Cracks in buildings


Cracks in Buildings:
Cracks in buildings are of common occurrence. A building component develops cracks whenever stresses in the component exceed its strength. Stresses in a building component could be caused by externally applied forces, such as dead, live, wind or seismic loads or foundation settlement or it could be induced internally due to thermal movements, moisture changes, chemical action etc.

Types of cracks:
Cracks could be broadly classified as structural and non-structural cracks. Structural Cracks are those, which are due to incorrect design, faulty construction or overloading and these may endanger the safety of a building. Extensive cracking of the RCC Beam is an instance of structural cracking. Non-structural cracks are mostly due to internally induced stresses in building materials and these generally do not directly result in structural weakening. In course of time, however, some non-structural cracks may, because of penetration of moisture through cracks or weathering action, result in corrosion of reinforcement and thus may render the structure unsafe. Vertical cracks in a long compound wall due to shrinkage or thermal movement is an instance of non-structural cracking. Non-structural cracks normally do not endanger the safety of a building, but may look unsightly or may create the impression of faulty work or may give a feeling of instability.

Internally induced stresses in building components lead to dimensional changes and whenever there is a restraint to movement as is generally the case, cracking occurs. Due to dimensional changes caused by moisture or heat, building components tend to move away from stiff portions of the building, which act as fixed points. In case of symmetrical structures, the centre of the structure acts as the fixed point and movement takes place away from the centre. A building as a whole can easily move in the vertical direction, but due to the presence of sub structure and foundation there is a restraining action in horizontal movement of the superstructure (building above ground), thus vertical cracks occur in the walls more frequently. Volume changes due to chemical action within a component result in either expansion or contraction and as a result cracks occur in components.

Internal stresses in building components could be compressive, tensile or shear. Most of the building materials that are subject to cracking, namely masonry, concrete, mortar etc are weak in tension and shear and thus forces of even small magnitude are able to cause cracking. It is possible to distinguish between tensile and shear cracks by closely examining their physical characteristics.

Figs Shown below bring out the differences between tensile and shear cracks

Cracks may vary appreciably in width from very thin hair cracks barely visible to naked eye (about 0.01 mm in width) to gaping cracks 5 mm or more in width. A commonly known classification of cracks, based on their width is:

a) Thin - less than 1mm in width
b) Medium - 1 to 2 mm in width
c) Wide - more than 2 mm in width

Cracks may be of uniform width or may be narrow at one end. Cracks could be straight, toothed, stepped, map pattern or random and may be vertical, horizontal or diagonal. Cracks may be only at the surface or may extend to more than one layer of materials. Occurrence of closely spaced fine cracks at the surface of a material is sometimes called crazing. Cracks from different causes have varying characteristics and it is by careful observation of these characteristics that one can correctly diagnose the cause or causes of cracking and adopt appropriate remedial measures
Depending on certain properties of building materials, shrinkage cracks may be wider but further apart, or may be thin but more closely spaced. As a general rule, thin cracks, even though closely spaced and greater in number, are less damaging to the structure and are not so objectionable from aesthetic and other considerations as a fewer number of wide cracks.

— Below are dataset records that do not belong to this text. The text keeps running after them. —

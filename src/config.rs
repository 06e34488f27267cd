use crate::error::RouteError;
use crate::neighbors::{GridNeighbors, JumpConfig, JumpNeighbors, LayerConfig, LayeredJumpNeighbors, NeighborStrategy};
use crate::obstacle_index::IndexKind;
use crate::search::SearchConfig;

/// Which [`NeighborStrategy`] the [`Autorouter`](crate::Autorouter) searches with
#[derive(Clone, Copy, Debug, PartialEq, Eq)]
#[cfg_attr(feature = "serde", derive(serde::Serialize, serde::Deserialize))]
pub enum NeighborMode {
    /// [`GridNeighbors`]
    Grid,
    /// [`JumpNeighbors`], ignoring every layer but the one a connection starts on
    Jump,
    /// [`LayeredJumpNeighbors`]
    LayeredJump,
    /// `Jump` on single layer boards, `LayeredJump` otherwise
    Auto,
}

/// Options for configuring the [`Autorouter`](crate::Autorouter)
///
/// Default options:
/// ```
/// # use trace_autorouter::prelude::*;
/// assert_eq!(
///     RouterConfig {
///         search: SearchConfig::default(),
///         jump: JumpConfig::default(),
///         layers: LayerConfig::default(),
///         neighbor_mode: NeighborMode::Auto,
///         index_kind: IndexKind::default(),
///         trace_thickness: 0.15,
///         remove_loops: true,
///         shortcuts: true,
///         remove_collinear: true,
///     },
///     Default::default()
/// );
/// ```
#[derive(Clone, Debug, PartialEq)]
#[cfg_attr(feature = "serde", derive(serde::Serialize, serde::Deserialize))]
pub struct RouterConfig {
    /// Options for every search
    pub search: SearchConfig,
    /// Margins and margin tiers of the jump strategies. `jump.obstacle_margin` is also the
    /// clearance of the grid strategy and of the shortcuts.
    pub jump: JumpConfig,
    /// Vias
    pub layers: LayerConfig,
    /// The strategy to search with
    pub neighbor_mode: NeighborMode,
    /// The obstacle index built for every connection
    pub index_kind: IndexKind,
    /// Width of a routed trace. Later connections keep their margin to the full width.
    pub trace_thickness: f64,
    /// `true` (default): cut out parts of a route that cross themselves
    pub remove_loops: bool,
    /// `true` (default): replace detours by direct corners where the obstacles allow it
    pub shortcuts: bool,
    /// `true` (default): drop points in the middle of straight runs
    pub remove_collinear: bool,
}

impl Default for RouterConfig {
    fn default() -> RouterConfig {
        RouterConfig {
            search: SearchConfig::default(),
            jump: JumpConfig::default(),
            layers: LayerConfig::default(),
            neighbor_mode: NeighborMode::Auto,
            index_kind: IndexKind::default(),
            trace_thickness: 0.15,
            remove_loops: true,
            shortcuts: true,
            remove_collinear: true,
        }
    }
}

impl RouterConfig {
    /// An example RouterConfig that gives up early and greedily follows the heuristic
    ///
    /// Values:
    /// ```
    /// # use trace_autorouter::prelude::*;
    /// let config = RouterConfig::fast();
    /// assert_eq!(config.search.greedy_multiplier, 1.5);
    /// assert_eq!(config.search.max_iterations, 2_000);
    /// assert_eq!(config.jump.margin_tiers.len(), 1);
    /// ```
    pub fn fast() -> RouterConfig {
        let jump = JumpConfig::default();
        RouterConfig {
            search: SearchConfig {
                greedy_multiplier: 1.5,
                max_iterations: 2_000,
                ..Default::default()
            },
            jump: JumpConfig {
                margin_tiers: jump.margin_tiers[..1].to_vec(),
                ..jump
            },
            ..Default::default()
        }
    }

    /// An example RouterConfig that searches longer for shorter routes
    ///
    /// Values:
    /// ```
    /// # use trace_autorouter::prelude::*;
    /// let config = RouterConfig::thorough();
    /// assert_eq!(config.search.greedy_multiplier, 1.0);
    /// assert_eq!(config.search.max_iterations, 50_000);
    /// assert_eq!(config.search.grid_step, 0.05);
    /// ```
    pub fn thorough() -> RouterConfig {
        RouterConfig {
            search: SearchConfig {
                grid_step: 0.05,
                greedy_multiplier: 1.0,
                max_iterations: 50_000,
                ..Default::default()
            },
            ..Default::default()
        }
    }

    /// Checks every option.
    ///
    /// ## Errors
    /// [`RouteError::InvalidConfig`] if a step or margin is not positive, a margin tier is
    /// narrower than the obstacle margin or the greedy multiplier is below `1`.
    pub fn validate(&self) -> Result<(), RouteError> {
        let search = &self.search;
        if !(search.grid_step > 0.0) {
            return Err(RouteError::InvalidConfig(format!(
                "grid_step must be positive, got {}",
                search.grid_step
            )));
        }
        if !(search.greedy_multiplier >= 1.0) {
            return Err(RouteError::InvalidConfig(format!(
                "greedy_multiplier must be at least 1, got {}",
                search.greedy_multiplier
            )));
        }
        if search.max_iterations == 0 {
            return Err(RouteError::InvalidConfig("max_iterations must not be 0".into()));
        }
        if !(self.trace_thickness >= 0.0) {
            return Err(RouteError::InvalidConfig(format!(
                "trace_thickness must not be negative, got {}",
                self.trace_thickness
            )));
        }
        if let IndexKind::GridCells { cell_size, max_margin } = self.index_kind {
            if !(cell_size > 0.0) || !(max_margin >= 0.0) {
                return Err(RouteError::InvalidConfig(format!(
                    "grid cells need a positive cell size, got {} (max_margin {})",
                    cell_size, max_margin
                )));
            }
        }
        self.jump.validate()?;
        self.layers.validate()
    }

    /// The strategy [`neighbor_mode`](RouterConfig::neighbor_mode) stands for on a board with
    /// `layer_count` layers
    pub fn strategy(&self, layer_count: usize) -> Box<dyn NeighborStrategy> {
        let layered = match self.neighbor_mode {
            NeighborMode::Grid => {
                return Box::new(GridNeighbors::with_clearance(self.jump.obstacle_margin));
            }
            NeighborMode::Jump => false,
            NeighborMode::LayeredJump => true,
            NeighborMode::Auto => layer_count > 1,
        };
        if layered {
            Box::new(LayeredJumpNeighbors::new(self.jump.clone(), self.layers))
        } else {
            Box::new(JumpNeighbors::new(self.jump.clone()))
        }
    }
}

#[cfg(test)]
mod tests {
    use super::*;

    #[test]
    fn presets_are_valid() {
        assert_eq!(RouterConfig::default().validate(), Ok(()));
        assert_eq!(RouterConfig::fast().validate(), Ok(()));
        assert_eq!(RouterConfig::thorough().validate(), Ok(()));
    }

    #[test]
    fn rejects_nonsense() {
        let mut config = RouterConfig::default();
        config.search.greedy_multiplier = 0.5;
        assert!(matches!(config.validate(), Err(RouteError::InvalidConfig(_))));

        let mut config = RouterConfig::default();
        config.search.grid_step = 0.0;
        assert!(config.validate().is_err());

        let mut config = RouterConfig::default();
        config.jump.obstacle_margin = 0.5;
        assert!(config.validate().is_err());

        let mut config = RouterConfig::default();
        config.index_kind = IndexKind::GridCells {
            cell_size: -1.0,
            max_margin: 1.0,
        };
        assert!(config.validate().is_err());
    }
}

Modern structures are comparatively tall and slender, have thin walls are designed for higher stresses and are built at a fast pace. These structures are therefore, more prone to cracks as compared with old structures, which used to be low, had thick walls, were lightly stressed and were built at a slow pace. Moreover moisture can easily reach the inside of the modern buildings due to the usage of thin walls. Thus measures for control of cracks in buildings assume much greater importance than ever before.